The Ute Mountain Ute Tribe and environmental groups will participate in a 5-mile protest march Saturday to the White Mesa uranium mill in southeast Utah.
The fourth annual rally and spiritual march will begin at 11 a.m. at the White Mesa Community center south of Blanding.
A presentation will be given about the mill, then Ute Mountain Ute tribal members will lead the group along the shoulder of U.S. Highway 191 to the mill entrance.
“We are raising awareness about the mill and voicing our concerns about the health impacts on our nearby reservation community,” said Yolanda Badback, of White Mesa Concerned Community. “Every year the march gets bigger.”
Co-sponsors of the event are Green Action for Health and Environmental Justice, Uranium Watch, Grand Canyon Trust, PANDOS, SLC Air Protectors, and Canyon Country Rising Tide.
The 30-year-old mill, owned by Energy Fuels, of Toronto, is the only conventional uranium mill operating in the nation. The processed uranium, called yellow cake, is sold to make fuel rods for nuclear power plants.
But the waste containment ponds that store chemicals left after the milling process have come under scrutiny by the Ute Mountain Ute tribe. The mill is 3 miles north of tribal lands and the reservation community of White Mesa.
Energy Fuels has said that it consistently complies with state regulations at the White Mesa mill and that the facility is safe. Supporters of the mill in Blanding and Monticello point to the mill’s financial benefits, including jobs and the tax revenue that funds local schools.
Energy Fuels has applied to Utah environmental regulators for a permit to build additional containment ponds at the mill in anticipation of increased demand for uranium.
In November 2017, a lawsuit by Grand Canyon Trust against the White Mesa mill for alleged regulatory violations was dismissed by a District judge in Utah. The mill’s radioactive materials license recently was renewed, and is being challenged by the tribe.

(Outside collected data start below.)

//! Error types for media operations.

use std::path::PathBuf;
use thiserror::Error;

/// Result type for media operations.
pub type MediaResult<T> = Result<T, MediaError>;

/// Errors that can occur while acquiring or reading video.
#[derive(Debug, Error)]
pub enum MediaError {
    #[error("yt-dlp not found in PATH")]
    YtDlpNotFound,

    #[error("FFmpeg not found in PATH")]
    FfmpegNotFound,

    #[error("FFprobe not found in PATH")]
    FfprobeNotFound,

    #[error("Download failed: {message}")]
    DownloadFailed { message: String },

    #[error("FFprobe command failed: {message}")]
    FfprobeFailed {
        message: String,
        stderr: Option<String>,
    },

    #[error("FFmpeg command failed: {message}")]
    FfmpegFailed {
        message: String,
        exit_code: Option<i32>,
    },

    #[error("File not found: {0}")]
    FileNotFound(PathBuf),

    #[error("Invalid video file: {0}")]
    InvalidVideo(String),

    #[error("IO error: {0}")]
    Io(#[from] std::io::Error),

    #[error("JSON parse error: {0}")]
    JsonParse(#[from] serde_json::Error),
}

impl MediaError {
    /// Create a download failure error.
    pub fn download_failed(message: impl Into<String>) -> Self {
        Self::DownloadFailed {
            message: message.into(),
        }
    }

    /// Create an FFmpeg failure error.
    pub fn ffmpeg_failed(message: impl Into<String>, exit_code: Option<i32>) -> Self {
        Self::FfmpegFailed {
            message: message.into(),
            exit_code,
        }
    }
}
use serde::{Deserialize, Serialize};

/// Axis-aligned bounding box in pixel coordinates.
#[derive(Debug, Clone, Copy, PartialEq, Eq, Serialize, Deserialize)]
pub struct BoundingBox {
    /// Left edge x-coordinate
    pub x: u32,
    /// Top edge y-coordinate
    pub y: u32,
    /// Box width
    pub width: u32,
    /// Box height
    pub height: u32,
}

impl BoundingBox {
    /// Create a new bounding box.
    pub fn new(x: u32, y: u32, width: u32, height: u32) -> Self {
        Self { x, y, width, height }
    }

    /// Center x-coordinate. Integer division, matching the report format.
    #[inline]
    pub fn center_x(&self) -> u32 {
        self.x + self.width / 2
    }

    /// Center y-coordinate. Integer division, matching the report format.
    #[inline]
    pub fn center_y(&self) -> u32 {
        self.y + self.height / 2
    }

    /// Right edge x-coordinate (exclusive).
    #[inline]
    pub fn x2(&self) -> u32 {
        self.x + self.width
    }

    /// Bottom edge y-coordinate (exclusive).
    #[inline]
    pub fn y2(&self) -> u32 {
        self.y + self.height
    }

    /// Box area in pixels.
    #[inline]
    pub fn area(&self) -> u64 {
        self.width as u64 * self.height as u64
    }

    /// Whether the box has zero width or height.
    #[inline]
    pub fn is_empty(&self) -> bool {
        self.width == 0 || self.height == 0
    }

    /// Intersect with a frame of the given dimensions.
    ///
    /// Returns `None` when the box lies entirely outside the frame.
    pub fn intersect_frame(&self, frame_width: u32, frame_height: u32) -> Option<BoundingBox> {
        if self.x >= frame_width || self.y >= frame_height || self.is_empty() {
            return None;
        }
        let width = self.width.min(frame_width - self.x);
        let height = self.height.min(frame_height - self.y);
        Some(BoundingBox::new(self.x, self.y, width, height))
    }
}

#[cfg(test)]
mod tests {
    use super::*;

    #[test]
    fn test_center_uses_integer_division() {
        let bbox = BoundingBox::new(10, 20, 31, 41);
        assert_eq!(bbox.center_x(), 10 + 15);
        assert_eq!(bbox.center_y(), 20 + 20);
    }

    #[test]
    fn test_intersect_frame() {
        let bbox = BoundingBox::new(100, 100, 200, 200);
        let clipped = bbox.intersect_frame(150, 150).unwrap();
        assert_eq!(clipped, BoundingBox::new(100, 100, 50, 50));

        // Fully outside
        assert!(bbox.intersect_frame(50, 50).is_none());

        // Degenerate
        assert!(BoundingBox::new(0, 0, 0, 10).intersect_frame(100, 100).is_none());
    }
}
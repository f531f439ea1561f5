use serde::{Deserialize, Serialize};

use crate::detection::Detection;
use crate::speaker::SpeakerSummary;

/// Run-level processing metadata, carried for observability.
#[derive(Debug, Clone, PartialEq, Serialize, Deserialize)]
pub struct ProcessingInfo {
    /// Source video frame rate
    pub fps: f64,
    /// Number of sampled frames actually processed
    pub frames_processed: u64,
    /// Sampling step in source frames (one sampled frame every `frame_skip`)
    pub frame_skip: u64,
}

/// The final face-track report, built once at the end of a run.
#[derive(Debug, Clone, PartialEq, Serialize, Deserialize)]
pub struct FaceTrackReport {
    /// Video duration in seconds
    pub video_duration: f64,
    /// Total number of face detections in `faces`
    pub total_faces_detected: u64,
    /// Per-speaker summaries, ranked by screen time descending
    pub speakers: Vec<SpeakerSummary>,
    /// All detections, ordered by timestamp ascending
    pub faces: Vec<Detection>,
    /// Run metadata
    pub processing_info: ProcessingInfo,
}

#[cfg(test)]
mod tests {
    use super::*;

    #[test]
    fn test_report_wire_format_keys() {
        let report = FaceTrackReport {
            video_duration: 10.0,
            total_faces_detected: 0,
            speakers: Vec::new(),
            faces: Vec::new(),
            processing_info: ProcessingInfo {
                fps: 30.0,
                frames_processed: 0,
                frame_skip: 15,
            },
        };
        let json = serde_json::to_string(&report).unwrap();
        for key in [
            "\"video_duration\"",
            "\"total_faces_detected\"",
            "\"speakers\"",
            "\"faces\"",
            "\"processing_info\"",
            "\"frame_skip\"",
        ] {
            assert!(json.contains(key), "missing key {key} in {json}");
        }
    }

    #[test]
    fn test_report_round_trips_through_json() {
        let report = FaceTrackReport {
            video_duration: 1.0,
            total_faces_detected: 1,
            speakers: vec![SpeakerSummary {
                id: "speaker_1".to_string(),
                appearances: 1,
                avg_confidence: 42.0,
                first_seen: 0.0,
                last_seen: 0.0,
                screen_time: 0.0,
                avg_position: crate::AvgPosition { x: 10.0, y: 20.0 },
            }],
            faces: vec![Detection::new(
                0.0,
                crate::BoundingBox::new(0, 0, 20, 20),
                42.0,
                "speaker_1".to_string(),
            )],
            processing_info: ProcessingInfo {
                fps: 10.0,
                frames_processed: 1,
                frame_skip: 5,
            },
        };
        let json = serde_json::to_string(&report).unwrap();
        let parsed: FaceTrackReport = serde_json::from_str(&json).unwrap();
        assert_eq!(parsed, report);
    }
}
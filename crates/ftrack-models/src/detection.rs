use serde::{Deserialize, Serialize};

use crate::rect::BoundingBox;

/// One observed face instance at one sampled timestamp.
///
/// Immutable once assembled; the temporal smoother replaces interior
/// detections with smoothed copies rather than mutating in place.
#[derive(Debug, Clone, PartialEq, Serialize, Deserialize)]
pub struct Detection {
    /// Timestamp in seconds from the start of the video
    pub timestamp: f64,
    /// Left edge x-coordinate in pixels
    pub x: u32,
    /// Top edge y-coordinate in pixels
    pub y: u32,
    /// Face width in pixels
    pub width: u32,
    /// Face height in pixels
    pub height: u32,
    /// Detection confidence in [0, 100]
    pub confidence: f64,
    /// Stable speaker identity label (`speaker_1`, `speaker_2`, ...)
    #[serde(rename = "speakerId")]
    pub speaker_id: String,
    /// Face center x, derived from the box
    pub center_x: u32,
    /// Face center y, derived from the box
    pub center_y: u32,
}

impl Detection {
    /// Assemble a detection from its parts, deriving the center coordinates.
    pub fn new(timestamp: f64, bbox: BoundingBox, confidence: f64, speaker_id: String) -> Self {
        Self {
            timestamp,
            x: bbox.x,
            y: bbox.y,
            width: bbox.width,
            height: bbox.height,
            confidence,
            speaker_id,
            center_x: bbox.center_x(),
            center_y: bbox.center_y(),
        }
    }

    /// The detection's bounding box.
    pub fn bbox(&self) -> BoundingBox {
        BoundingBox::new(self.x, self.y, self.width, self.height)
    }

    /// Copy of this detection moved to a new top-left corner.
    ///
    /// Size, confidence, identity and timestamp are preserved; the center
    /// coordinates are re-derived from the new position.
    pub fn repositioned(&self, x: u32, y: u32) -> Self {
        let bbox = BoundingBox::new(x, y, self.width, self.height);
        Self {
            timestamp: self.timestamp,
            x,
            y,
            width: self.width,
            height: self.height,
            confidence: self.confidence,
            speaker_id: self.speaker_id.clone(),
            center_x: bbox.center_x(),
            center_y: bbox.center_y(),
        }
    }
}

#[cfg(test)]
mod tests {
    use super::*;

    #[test]
    fn test_detection_derives_center() {
        let det = Detection::new(
            1.5,
            BoundingBox::new(100, 50, 81, 61),
            75.0,
            "speaker_1".to_string(),
        );
        assert_eq!(det.center_x, 140);
        assert_eq!(det.center_y, 80);
    }

    #[test]
    fn test_repositioned_recomputes_center() {
        let det = Detection::new(
            0.0,
            BoundingBox::new(0, 0, 40, 40),
            50.0,
            "speaker_1".to_string(),
        );
        let moved = det.repositioned(10, 20);
        assert_eq!(moved.center_x, 30);
        assert_eq!(moved.center_y, 40);
        assert_eq!(moved.timestamp, det.timestamp);
        assert_eq!(moved.confidence, det.confidence);
        assert_eq!(moved.speaker_id, det.speaker_id);
    }

    #[test]
    fn test_wire_format_keys() {
        let det = Detection::new(
            0.5,
            BoundingBox::new(1, 2, 3, 4),
            10.0,
            "speaker_1".to_string(),
        );
        let json = serde_json::to_string(&det).unwrap();
        assert!(json.contains("\"speakerId\""));
        assert!(json.contains("\"center_x\""));
        assert!(json.contains("\"center_y\""));
        assert!(json.contains("\"timestamp\""));
    }
}
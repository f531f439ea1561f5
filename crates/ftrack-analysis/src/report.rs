//! Final report assembly.

use ftrack_models::{Detection, FaceTrackReport, ProcessingInfo};

use crate::aggregate::summarize_speakers;
use crate::smooth::smooth_detections;

/// Compose the final report from the raw detection set.
///
/// Smooths the detections, aggregates the smoothed set into ranked
/// speaker summaries, and assembles the immutable report document.
pub fn build_report(
    video_duration: f64,
    detections: Vec<Detection>,
    processing_info: ProcessingInfo,
) -> FaceTrackReport {
    let faces = smooth_detections(detections);
    let speakers = summarize_speakers(&faces);

    FaceTrackReport {
        video_duration,
        total_faces_detected: faces.len() as u64,
        speakers,
        faces,
        processing_info,
    }
}
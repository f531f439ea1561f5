//! Video acquisition binary.
//!
//! Prints `VIDEO_PATH: <path>` on success; one `ERROR:` line and a
//! non-zero exit on failure.

use clap::Parser;
use std::path::PathBuf;
use tracing::error;

#[derive(Parser)]
#[command(author, version, about = "Download a source video for face-track analysis")]
struct Args {
    /// Video URL (YouTube, Vimeo, ...)
    url: String,
    /// Directory to store the downloaded file
    #[arg(long, default_value = "downloads")]
    output_dir: PathBuf,
}

#[tokio::main]
async fn main() {
    dotenvy::dotenv().ok();
    ftrack_cli::telemetry::init_tracing();

    let args = Args::parse();

    match ftrack_media::fetch_video(&args.url, &args.output_dir).await {
        Ok(path) => {
            println!("VIDEO_PATH: {}", path.display());
        }
        Err(e) => {
            error!("Download failed: {}", e);
            eprintln!("ERROR: {}", e);
            std::process::exit(1);
        }
    }
}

In 2016, a radioactive waste shipment to the mill from Cameco Power Resources partially leaked onto U.S. 191. The spill was cleaned. White Mesa residents were upset about the toxic spill and that they were not immediately notified.
The mill has Utah licenses to process uranium ore from mines. It also is licensed to accept and process “alternate feed” radioactive waste material from cleanup sites across the United States.
Last year, more than 10,000 tons of radioactive waste has been delivered from the Cherokee Nation in Oklahoma to the White Mesa Mill south of Blanding in order to extract and recycle uranium.